**Task statement**
The answer must consist of every line below that holds the word "changed".

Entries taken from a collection
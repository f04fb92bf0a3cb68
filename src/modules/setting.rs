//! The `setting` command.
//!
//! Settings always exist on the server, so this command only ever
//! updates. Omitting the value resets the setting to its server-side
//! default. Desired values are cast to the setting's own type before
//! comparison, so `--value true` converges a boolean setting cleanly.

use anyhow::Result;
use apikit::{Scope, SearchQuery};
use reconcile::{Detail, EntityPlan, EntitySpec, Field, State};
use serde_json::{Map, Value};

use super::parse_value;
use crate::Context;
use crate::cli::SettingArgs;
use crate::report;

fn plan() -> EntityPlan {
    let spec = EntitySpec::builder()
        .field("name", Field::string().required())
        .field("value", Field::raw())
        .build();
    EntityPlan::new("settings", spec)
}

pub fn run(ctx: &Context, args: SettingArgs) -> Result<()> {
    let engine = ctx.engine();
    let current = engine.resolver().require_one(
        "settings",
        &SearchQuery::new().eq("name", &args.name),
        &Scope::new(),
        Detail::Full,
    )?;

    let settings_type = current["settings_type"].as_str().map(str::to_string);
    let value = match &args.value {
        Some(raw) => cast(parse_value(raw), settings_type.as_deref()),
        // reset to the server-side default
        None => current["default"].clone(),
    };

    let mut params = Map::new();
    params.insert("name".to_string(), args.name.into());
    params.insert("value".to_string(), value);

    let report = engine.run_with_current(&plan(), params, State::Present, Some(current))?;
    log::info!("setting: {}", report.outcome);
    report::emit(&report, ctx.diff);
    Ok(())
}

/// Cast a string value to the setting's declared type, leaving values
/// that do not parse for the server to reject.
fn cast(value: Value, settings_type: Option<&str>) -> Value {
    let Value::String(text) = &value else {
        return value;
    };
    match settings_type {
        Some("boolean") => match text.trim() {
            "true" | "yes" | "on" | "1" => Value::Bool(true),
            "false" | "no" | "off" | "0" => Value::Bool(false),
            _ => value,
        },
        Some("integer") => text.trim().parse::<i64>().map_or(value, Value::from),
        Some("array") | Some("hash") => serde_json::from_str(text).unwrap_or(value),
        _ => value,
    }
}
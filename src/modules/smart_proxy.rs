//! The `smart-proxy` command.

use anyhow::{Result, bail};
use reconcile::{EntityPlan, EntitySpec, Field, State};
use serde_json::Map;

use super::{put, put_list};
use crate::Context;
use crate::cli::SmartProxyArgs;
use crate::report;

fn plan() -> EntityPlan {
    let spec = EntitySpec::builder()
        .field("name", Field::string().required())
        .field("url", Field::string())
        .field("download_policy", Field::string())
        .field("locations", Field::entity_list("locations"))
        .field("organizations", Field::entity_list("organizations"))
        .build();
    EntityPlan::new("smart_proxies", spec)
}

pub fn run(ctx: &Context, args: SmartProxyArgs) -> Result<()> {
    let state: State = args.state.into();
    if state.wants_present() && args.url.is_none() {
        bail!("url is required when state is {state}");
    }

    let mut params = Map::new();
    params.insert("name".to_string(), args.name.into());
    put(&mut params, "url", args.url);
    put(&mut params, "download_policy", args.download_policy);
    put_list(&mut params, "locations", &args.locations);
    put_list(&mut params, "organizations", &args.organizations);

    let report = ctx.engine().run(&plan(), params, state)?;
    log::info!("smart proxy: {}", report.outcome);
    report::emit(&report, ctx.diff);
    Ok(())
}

--

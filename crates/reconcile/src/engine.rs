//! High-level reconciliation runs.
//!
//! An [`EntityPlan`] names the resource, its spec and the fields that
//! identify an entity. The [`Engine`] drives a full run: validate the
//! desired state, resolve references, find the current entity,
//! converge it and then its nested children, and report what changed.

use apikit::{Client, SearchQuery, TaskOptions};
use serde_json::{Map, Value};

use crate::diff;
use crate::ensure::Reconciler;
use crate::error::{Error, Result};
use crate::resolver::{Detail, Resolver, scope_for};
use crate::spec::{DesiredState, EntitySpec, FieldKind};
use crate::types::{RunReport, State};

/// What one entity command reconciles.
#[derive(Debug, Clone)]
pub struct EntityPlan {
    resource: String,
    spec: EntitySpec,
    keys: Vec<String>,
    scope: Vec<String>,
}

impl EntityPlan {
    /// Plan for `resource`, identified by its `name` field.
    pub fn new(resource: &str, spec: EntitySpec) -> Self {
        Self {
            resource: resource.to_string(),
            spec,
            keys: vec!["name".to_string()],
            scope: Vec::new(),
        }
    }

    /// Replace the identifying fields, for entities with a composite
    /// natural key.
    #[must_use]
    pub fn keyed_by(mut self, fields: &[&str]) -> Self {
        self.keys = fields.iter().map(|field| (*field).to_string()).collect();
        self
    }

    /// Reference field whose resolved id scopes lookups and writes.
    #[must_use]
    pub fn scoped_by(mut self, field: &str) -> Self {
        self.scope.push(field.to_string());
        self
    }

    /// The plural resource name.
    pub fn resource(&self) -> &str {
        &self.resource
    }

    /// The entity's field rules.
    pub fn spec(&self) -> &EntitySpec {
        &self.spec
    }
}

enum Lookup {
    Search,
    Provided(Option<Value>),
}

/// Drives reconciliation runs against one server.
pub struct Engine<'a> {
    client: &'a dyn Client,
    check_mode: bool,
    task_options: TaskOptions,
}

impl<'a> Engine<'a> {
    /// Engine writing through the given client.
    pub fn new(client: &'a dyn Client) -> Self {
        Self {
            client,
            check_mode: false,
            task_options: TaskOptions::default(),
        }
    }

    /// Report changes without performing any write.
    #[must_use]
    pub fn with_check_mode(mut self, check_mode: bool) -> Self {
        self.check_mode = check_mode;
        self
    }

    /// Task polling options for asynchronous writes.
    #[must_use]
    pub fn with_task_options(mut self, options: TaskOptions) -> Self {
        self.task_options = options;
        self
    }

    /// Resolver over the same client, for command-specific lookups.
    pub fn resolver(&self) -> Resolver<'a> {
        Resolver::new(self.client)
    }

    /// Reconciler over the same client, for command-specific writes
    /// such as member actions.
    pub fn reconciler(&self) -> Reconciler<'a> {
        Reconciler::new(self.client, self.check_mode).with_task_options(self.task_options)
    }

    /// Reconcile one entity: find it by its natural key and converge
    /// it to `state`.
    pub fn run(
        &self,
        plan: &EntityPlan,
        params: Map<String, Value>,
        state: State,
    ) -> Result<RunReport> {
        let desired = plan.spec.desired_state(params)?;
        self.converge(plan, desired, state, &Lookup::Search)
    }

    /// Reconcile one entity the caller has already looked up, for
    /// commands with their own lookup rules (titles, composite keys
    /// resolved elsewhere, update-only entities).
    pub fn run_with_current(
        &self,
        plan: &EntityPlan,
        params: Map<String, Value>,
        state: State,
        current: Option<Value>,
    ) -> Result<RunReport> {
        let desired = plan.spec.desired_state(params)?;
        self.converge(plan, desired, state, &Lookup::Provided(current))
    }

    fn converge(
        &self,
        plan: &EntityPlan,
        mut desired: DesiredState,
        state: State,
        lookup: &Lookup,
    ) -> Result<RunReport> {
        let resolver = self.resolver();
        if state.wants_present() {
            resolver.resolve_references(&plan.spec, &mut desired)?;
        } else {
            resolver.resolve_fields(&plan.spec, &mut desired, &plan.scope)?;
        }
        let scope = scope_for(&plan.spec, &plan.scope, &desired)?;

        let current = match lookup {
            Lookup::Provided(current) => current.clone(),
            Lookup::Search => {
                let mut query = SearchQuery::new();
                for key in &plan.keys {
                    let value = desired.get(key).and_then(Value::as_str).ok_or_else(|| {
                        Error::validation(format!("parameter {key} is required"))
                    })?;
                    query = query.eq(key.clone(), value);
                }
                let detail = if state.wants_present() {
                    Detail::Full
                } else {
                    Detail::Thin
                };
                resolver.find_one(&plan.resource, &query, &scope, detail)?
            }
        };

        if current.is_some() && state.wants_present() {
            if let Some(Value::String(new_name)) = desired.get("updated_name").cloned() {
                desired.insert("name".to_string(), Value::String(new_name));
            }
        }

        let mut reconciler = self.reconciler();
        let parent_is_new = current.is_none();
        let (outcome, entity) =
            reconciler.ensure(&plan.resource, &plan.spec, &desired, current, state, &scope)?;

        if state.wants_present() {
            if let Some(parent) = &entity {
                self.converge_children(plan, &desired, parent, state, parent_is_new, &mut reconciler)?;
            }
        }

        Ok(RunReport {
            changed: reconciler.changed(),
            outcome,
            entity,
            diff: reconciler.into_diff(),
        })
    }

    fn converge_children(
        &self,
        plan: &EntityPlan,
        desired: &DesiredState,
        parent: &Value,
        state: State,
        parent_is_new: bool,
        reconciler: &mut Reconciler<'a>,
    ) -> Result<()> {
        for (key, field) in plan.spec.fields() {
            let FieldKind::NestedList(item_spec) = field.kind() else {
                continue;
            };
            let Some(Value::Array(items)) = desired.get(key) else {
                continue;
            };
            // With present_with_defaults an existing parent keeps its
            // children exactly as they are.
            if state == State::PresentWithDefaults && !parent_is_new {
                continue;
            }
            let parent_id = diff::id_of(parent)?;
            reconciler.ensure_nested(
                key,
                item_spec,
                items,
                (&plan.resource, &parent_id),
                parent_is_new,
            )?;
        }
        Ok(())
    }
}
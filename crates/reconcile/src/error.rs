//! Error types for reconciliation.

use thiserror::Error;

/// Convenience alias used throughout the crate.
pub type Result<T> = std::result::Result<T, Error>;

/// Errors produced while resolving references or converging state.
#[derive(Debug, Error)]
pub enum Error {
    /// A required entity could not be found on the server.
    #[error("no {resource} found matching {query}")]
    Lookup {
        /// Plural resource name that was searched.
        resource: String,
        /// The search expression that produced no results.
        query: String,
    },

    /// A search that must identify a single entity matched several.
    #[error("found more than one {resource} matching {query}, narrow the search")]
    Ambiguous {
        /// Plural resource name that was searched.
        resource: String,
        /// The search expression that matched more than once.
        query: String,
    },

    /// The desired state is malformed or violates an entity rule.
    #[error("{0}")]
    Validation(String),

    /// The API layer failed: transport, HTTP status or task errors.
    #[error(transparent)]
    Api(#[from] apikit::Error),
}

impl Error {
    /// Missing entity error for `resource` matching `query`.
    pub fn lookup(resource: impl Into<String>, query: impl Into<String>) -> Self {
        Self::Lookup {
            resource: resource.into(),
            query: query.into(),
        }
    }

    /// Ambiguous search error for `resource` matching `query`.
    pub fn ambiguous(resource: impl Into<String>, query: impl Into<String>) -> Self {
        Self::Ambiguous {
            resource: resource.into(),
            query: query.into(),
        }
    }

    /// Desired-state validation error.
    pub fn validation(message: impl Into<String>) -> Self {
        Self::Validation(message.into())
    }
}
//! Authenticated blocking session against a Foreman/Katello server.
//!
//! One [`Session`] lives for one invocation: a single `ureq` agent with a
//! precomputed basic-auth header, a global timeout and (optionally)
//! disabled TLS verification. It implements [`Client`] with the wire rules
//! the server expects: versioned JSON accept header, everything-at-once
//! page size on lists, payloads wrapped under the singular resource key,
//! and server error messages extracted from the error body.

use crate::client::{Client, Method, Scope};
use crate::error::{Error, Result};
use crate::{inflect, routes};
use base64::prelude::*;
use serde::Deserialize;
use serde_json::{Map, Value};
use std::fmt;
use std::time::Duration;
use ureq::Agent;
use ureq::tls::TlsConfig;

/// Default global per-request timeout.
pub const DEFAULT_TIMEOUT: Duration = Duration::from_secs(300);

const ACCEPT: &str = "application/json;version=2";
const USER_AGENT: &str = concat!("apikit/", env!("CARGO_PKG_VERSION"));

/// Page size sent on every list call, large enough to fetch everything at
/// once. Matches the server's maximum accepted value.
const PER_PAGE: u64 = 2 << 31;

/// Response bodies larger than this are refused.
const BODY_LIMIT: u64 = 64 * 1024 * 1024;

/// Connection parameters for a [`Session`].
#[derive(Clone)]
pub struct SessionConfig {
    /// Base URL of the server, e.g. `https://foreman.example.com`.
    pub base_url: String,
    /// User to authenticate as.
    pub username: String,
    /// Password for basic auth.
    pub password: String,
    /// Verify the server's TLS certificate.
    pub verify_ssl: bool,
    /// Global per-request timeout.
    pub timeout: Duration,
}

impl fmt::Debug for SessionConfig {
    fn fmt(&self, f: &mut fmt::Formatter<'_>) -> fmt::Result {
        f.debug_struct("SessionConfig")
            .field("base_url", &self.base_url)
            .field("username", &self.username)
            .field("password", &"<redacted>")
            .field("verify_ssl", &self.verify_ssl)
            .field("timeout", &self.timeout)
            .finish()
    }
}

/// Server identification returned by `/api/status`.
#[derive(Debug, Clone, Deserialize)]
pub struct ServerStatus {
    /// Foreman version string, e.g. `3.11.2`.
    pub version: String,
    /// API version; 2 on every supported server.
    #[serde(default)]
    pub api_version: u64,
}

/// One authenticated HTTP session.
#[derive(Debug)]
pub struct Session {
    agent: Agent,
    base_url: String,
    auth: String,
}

**Output of the exercise**
//! converge it and then its nested children, and report what changed.
            changed: reconciler.changed(),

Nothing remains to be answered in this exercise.